> [MATERIAL SUPPLIED]:
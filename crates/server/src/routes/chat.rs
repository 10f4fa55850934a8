//! Chat history routes: the backend stores the conversation, nothing more.

use axum::extract::State;
use axum::routing::get;
use axum::{Json, Router};
use serde::Deserialize;
use serde_json::{Value, json};

use crate::db::ChatRepository;
use crate::error::AppError;
use crate::middleware::CurrentUser;
use crate::state::AppState;

const ROLES: &[&str] = &["user", "assistant"];
const MAX_CONTENT_LENGTH: usize = 16 * 1024;

pub fn router() -> Router<AppState> {
    Router::new().route("/messages", get(fetch).post(append).delete(clear))
}

#[derive(Debug, Deserialize)]
struct AppendRequest {
    #[serde(default = "default_role")]
    role: String,
    content: String,
}

fn default_role() -> String {
    "user".to_owned()
}

async fn fetch(
    State(state): State<AppState>,
    current: CurrentUser,
) -> Result<Json<Value>, AppError> {
    let messages = ChatRepository::new(state.pool()).fetch(current.id()).await?;
    Ok(Json(json!({
        "success": true,
        "message": "Chat history",
        "messages": messages,
    })))
}

async fn append(
    State(state): State<AppState>,
    current: CurrentUser,
    Json(request): Json<AppendRequest>,
) -> Result<Json<Value>, AppError> {
    if !ROLES.contains(&request.role.as_str()) {
        return Err(AppError::Validation(format!(
            "role must be one of: {}",
            ROLES.join(", ")
        )));
    }
    if request.content.trim().is_empty() {
        return Err(AppError::Validation("Message content is required".to_owned()));
    }
    if request.content.len() > MAX_CONTENT_LENGTH {
        return Err(AppError::Validation("Message is too long".to_owned()));
    }

    let stored = ChatRepository::new(state.pool())
        .append(current.id(), &request.role, &request.content)
        .await?;
    Ok(Json(json!({
        "success": true,
        "message": "Message stored",
        "chat_message": stored,
    })))
}

async fn clear(
    State(state): State<AppState>,
    current: CurrentUser,
) -> Result<Json<Value>, AppError> {
    let removed = ChatRepository::new(state.pool()).clear(current.id()).await?;
    Ok(Json(json!({
        "success": true,
        "message": "Chat history cleared",
        "removed": removed,
    })))
}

> [PROBLEM TO WORK ON]:
Retype, exactly as written, everything from the first line of the data above through the line containing "const MAX_CONTENT_LENGTH: usize = 16 * 1024;". Nothing else should appear.

> [COMPLETED EXERCISE]:
filename crates/server/src/routes/chat.rs
repository 10f4fa55850934a8
//! Chat history routes: the backend stores the conversation, nothing more.

use axum::extract::State;
use axum::routing::get;
use axum::{Json, Router};
use serde::Deserialize;
use serde_json::{Value, json};

use crate::db::ChatRepository;
use crate::error::AppError;
use crate::middleware::CurrentUser;
use crate::state::AppState;

const ROLES: &[&str] = &["user", "assistant"];
const MAX_CONTENT_LENGTH: usize = 16 * 1024;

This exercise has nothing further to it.